R: ARCHIVE, S: MOVIES, D: 11/26/1998, B: reas , A: reas ,

Enemy of the State

Nobody seems more concerned with civil liberties these days than Hollywood. Joining the specter of martial law raised in The Siege is the threat of government invasion of privacy in Enemy of the State, a glitzy, thoughtful, overlong paranoid thriller by Tony Scott that suffers from derivativeness and a surplus of satellite imagery, car crashes, and hammered keyboards.

Will Smith is plucky and vulnerable as Robert Dean, a smooth corporate lawyer drawn unwittingly into becoming a bastion of the Fourth Amendment. The inadvertent recipient of a tape of a political assassination plotted by rogue National Security Agency administrator Reynolds (Jon Voight, oddly resembling Ken Starr), he's stunned as his plush life collapses. He's implicated in scandal, his wife dumps him, he loses his job, his credit cards are rejected, people try to kill him. More insidious and powerful than the CIA, the NSA has access to mind-boggling espionage technology -- bugs, computers, satellites, nerdy hackers -- that make every citizen's life a Truman Show.

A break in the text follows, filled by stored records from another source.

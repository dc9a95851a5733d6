#![allow(clippy::cast_possible_truncation)]

use super::stream::HostStream;
use super::{CopyPrimitive, ExecutionContext, MemoryDriver, SendPtr, TextureHandle};
use crate::config::RuntimeConfig;
use crate::error::{SpaceError, SpaceResult};
use crate::space::MemorySpace;
use crate::utils::align_up;
use std::ptr;
use std::sync::Arc;
use std::sync::atomic::{AtomicU64, AtomicUsize, Ordering};

const SPACE_COUNT: usize = MemorySpace::COUNT;

/// Reference driver that backs every memory space with host memory.
///
/// Allocations come from `posix_memalign`, copies are `memcpy`, and texture
/// handles are sequence numbers. Per-space capacities from [`RuntimeConfig`]
/// are enforced so out-of-memory paths can be exercised.
pub struct SystemDriver {
    alignment: usize,
    limits: [Option<usize>; SPACE_COUNT],
    in_use: [AtomicUsize; SPACE_COUNT],
    copies: [AtomicUsize; 3],
    next_texture: AtomicU64,
    textures_created: AtomicUsize,
    textures_destroyed: AtomicUsize,
    stream: Arc<HostStream>,
}

impl std::fmt::Debug for SystemDriver {
    fn fmt(&self, f: &mut std::fmt::Formatter<'_>) -> std::fmt::Result {
        f.debug_struct("SystemDriver")
            .field("alignment", &self.alignment)
            .field("limits", &self.limits)
            .finish_non_exhaustive()
    }
}

impl SystemDriver {
    /// Creates the driver and its default stream.
    ///
    /// # Errors
    /// Returns an I/O error if the default stream's worker cannot be spawned.
    pub fn new(config: &RuntimeConfig) -> SpaceResult<Self> {
        let limits = MemorySpace::ALL.map(|space| config.capacity.limit(space));

        Ok(Self {
            // posix_memalign wants at least pointer alignment
            alignment: config.alignment.max(size_of::<usize>()),
            limits,
            in_use: Default::default(),
            copies: Default::default(),
            next_texture: AtomicU64::new(1),
            textures_created: AtomicUsize::new(0),
            textures_destroyed: AtomicUsize::new(0),
            stream: Arc::new(HostStream::new(MemorySpace::Device)?),
        })
    }

    /// Bytes currently handed out in `space`.
    #[must_use]
    pub fn bytes_in_use(&self, space: MemorySpace) -> usize {
        self.in_use[space.index()].load(Ordering::Acquire)
    }

    /// How many copies were lowered to `primitive`.
    #[must_use]
    pub fn copy_count(&self, primitive: CopyPrimitive) -> usize {
        self.copies[primitive_slot(primitive)].load(Ordering::Acquire)
    }

    #[must_use]
    pub fn textures_created(&self) -> usize {
        self.textures_created.load(Ordering::Acquire)
    }

    #[must_use]
    pub fn textures_destroyed(&self) -> usize {
        self.textures_destroyed.load(Ordering::Acquire)
    }

    fn reserve(&self, space: MemorySpace, size: usize) -> SpaceResult<()> {
        let counter = &self.in_use[space.index()];

        match self.limits[space.index()] {
            None => {
                counter.fetch_add(size, Ordering::AcqRel);
                Ok(())
            }
            Some(limit) => counter
                .fetch_update(Ordering::AcqRel, Ordering::Acquire, |used| {
                    used.checked_add(size).filter(|&total| total <= limit)
                })
                .map(|_| ())
                .map_err(|_| SpaceError::OutOfMemory {
                    space,
                    requested: size,
                }),
        }
    }

    fn unreserve(&self, space: MemorySpace, size: usize) {
        self.in_use[space.index()].fetch_sub(size, Ordering::AcqRel);
    }
}

const fn primitive_slot(primitive: CopyPrimitive) -> usize {
    match primitive {
        CopyPrimitive::DeviceMemcpy => 0,
        CopyPrimitive::HostDeviceMemcpy => 1,
        CopyPrimitive::HostMemcpy => 2,
    }
}

impl MemoryDriver for SystemDriver {
    fn raw_allocate(&self, space: MemorySpace, size: usize) -> SpaceResult<*mut u8> {
        self.reserve(space, size)?;

        let padded = align_up(size.max(1), self.alignment);
        let mut out: *mut libc::c_void = ptr::null_mut();
        let ret = unsafe { libc::posix_memalign(&raw mut out, self.alignment, padded) };

        if ret != 0 || out.is_null() {
            self.unreserve(space, size);
            return Err(SpaceError::OutOfMemory {
                space,
                requested: size,
            });
        }

        log::trace!("[SystemDriver] {space}: allocated {size} bytes at {out:p}");
        Ok(out.cast::<u8>())
    }

    fn raw_deallocate(&self, space: MemorySpace, ptr: *mut u8, size: usize) {
        if ptr.is_null() {
            return;
        }
        unsafe { libc::free(ptr.cast()) };
        self.unreserve(space, size);
        log::trace!("[SystemDriver] {space}: released {size} bytes at {ptr:p}");
    }

    fn raw_copy(
        &self,
        primitive: CopyPrimitive,
        dst: *mut u8,
        src: *const u8,
        n: usize,
    ) -> SpaceResult<()> {
        self.copies[primitive_slot(primitive)].fetch_add(1, Ordering::AcqRel);
        if n > 0 {
            unsafe { libc::memcpy(dst.cast(), src.cast(), n) };
        }
        Ok(())
    }

    fn raw_copy_async(
        &self,
        primitive: CopyPrimitive,
        ctx: &dyn ExecutionContext,
        dst: *mut u8,
        src: *const u8,
        n: usize,
    ) -> SpaceResult<()> {
        self.copies[primitive_slot(primitive)].fetch_add(1, Ordering::AcqRel);

        let dst = SendPtr(dst);
        let src = SendPtr(src.cast_mut());
        ctx.enqueue(Box::new(move || {
            let (dst, src) = (dst.get(), src.get());
            if n > 0 {
                unsafe { libc::memcpy(dst.cast(), src.cast_const().cast(), n) };
            }
        }))
    }

    fn create_texture_handle(
        &self,
        ptr: *mut u8,
        size: usize,
        element_width: usize,
    ) -> SpaceResult<TextureHandle> {
        if ptr.is_null() {
            return Err(SpaceError::Driver(
                "cannot bind a texture to a null allocation".into(),
            ));
        }

        let handle = TextureHandle(self.next_texture.fetch_add(1, Ordering::AcqRel));
        self.textures_created.fetch_add(1, Ordering::AcqRel);
        log::trace!(
            "[SystemDriver] texture {} over {ptr:p} ({} x {element_width} bytes)",
            handle.0,
            size / element_width
        );
        Ok(handle)
    }

    fn destroy_texture_handle(&self, handle: TextureHandle) {
        self.textures_destroyed.fetch_add(1, Ordering::AcqRel);
        log::trace!("[SystemDriver] texture {} destroyed", handle.0);
    }

    fn default_context(&self) -> Arc<dyn ExecutionContext> {
        self.stream.clone()
    }
}

#[cfg(test)]
mod tests {
    use super::*;
    use crate::config::CapacityConfig;

    fn limited(device: usize) -> SystemDriver {
        let config = RuntimeConfig {
            capacity: CapacityConfig {
                device: Some(device),
                ..CapacityConfig::default()
            },
            ..RuntimeConfig::default()
        };
        SystemDriver::new(&config).unwrap()
    }

    #[test]
    fn capacity_is_enforced_and_returned() {
        let driver = limited(1024);

        let a = driver.raw_allocate(MemorySpace::Device, 1000).unwrap();
        let err = driver.raw_allocate(MemorySpace::Device, 100).unwrap_err();
        assert!(matches!(
            err,
            SpaceError::OutOfMemory {
                space: MemorySpace::Device,
                requested: 100
            }
        ));

        driver.raw_deallocate(MemorySpace::Device, a, 1000);
        assert_eq!(driver.bytes_in_use(MemorySpace::Device), 0);

        let b = driver.raw_allocate(MemorySpace::Device, 100).unwrap();
        driver.raw_deallocate(MemorySpace::Device, b, 100);
    }

    #[test]
    fn allocations_are_aligned() {
        let driver = SystemDriver::new(&RuntimeConfig::default()).unwrap();
        let p = driver.raw_allocate(MemorySpace::Host, 3).unwrap();
        assert_eq!(p as usize % 256, 0);
        driver.raw_deallocate(MemorySpace::Host, p, 3);
    }

    #[test]
    fn async_copy_completes_after_fence() {
        let driver = SystemDriver::new(&RuntimeConfig::default()).unwrap();
        let src = [7u8; 64];
        let mut dst = [0u8; 64];

        let ctx = driver.default_context();
        driver
            .raw_copy_async(
                CopyPrimitive::DeviceMemcpy,
                ctx.as_ref(),
                dst.as_mut_ptr(),
                src.as_ptr(),
                64,
            )
            .unwrap();
        ctx.fence().unwrap();

        assert_eq!(dst, src);
        assert_eq!(driver.copy_count(CopyPrimitive::DeviceMemcpy), 1);
    }

    #[test]
    fn async_copy_on_dead_stream_is_an_error() {
        let driver = SystemDriver::new(&RuntimeConfig::default()).unwrap();
        let stream = HostStream::new(MemorySpace::Device).unwrap();
        stream.enqueue(Box::new(|| panic!("kernel fault"))).unwrap();
        assert!(stream.fence().is_err());

        let src = [1u8; 8];
        let mut dst = [0u8; 8];
        let err = driver
            .raw_copy_async(
                CopyPrimitive::DeviceMemcpy,
                &stream,
                dst.as_mut_ptr(),
                src.as_ptr(),
                8,
            )
            .unwrap_err();
        assert!(matches!(err, SpaceError::Driver(_)));
        assert_eq!(dst, [0; 8]);
    }

    #[test]
    fn texture_handles_are_unique() {
        let driver = SystemDriver::new(&RuntimeConfig::default()).unwrap();
        let mut buf = [0u8; 32];
        let a = driver.create_texture_handle(buf.as_mut_ptr(), 32, 4).unwrap();
        let b = driver.create_texture_handle(buf.as_mut_ptr(), 32, 4).unwrap();
        assert_ne!(a, b);
        assert_eq!(driver.textures_created(), 2);
    }
}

Only Brill (a crotchety Gene Hackman) -- a shadowy surveillance expert -- can help Dean fight back. Enemy's debt to Coppola's brilliant The Conversation is acknowledged not just by the casting of Hackman but by a painstaking, if gratuitous, re-creation of that film's opening scene. Wim Wenders is less lucky, though Gabriel Byrne from his The End of Violence -- which Enemy copies in style and subject -- has a bit part. And Scott filches from himself with the True Romance-like ending. Although clever and provocative, Enemy is hardly state of the art. At the Cheri, the Fresh Pond, and the Circle and in the suburbs.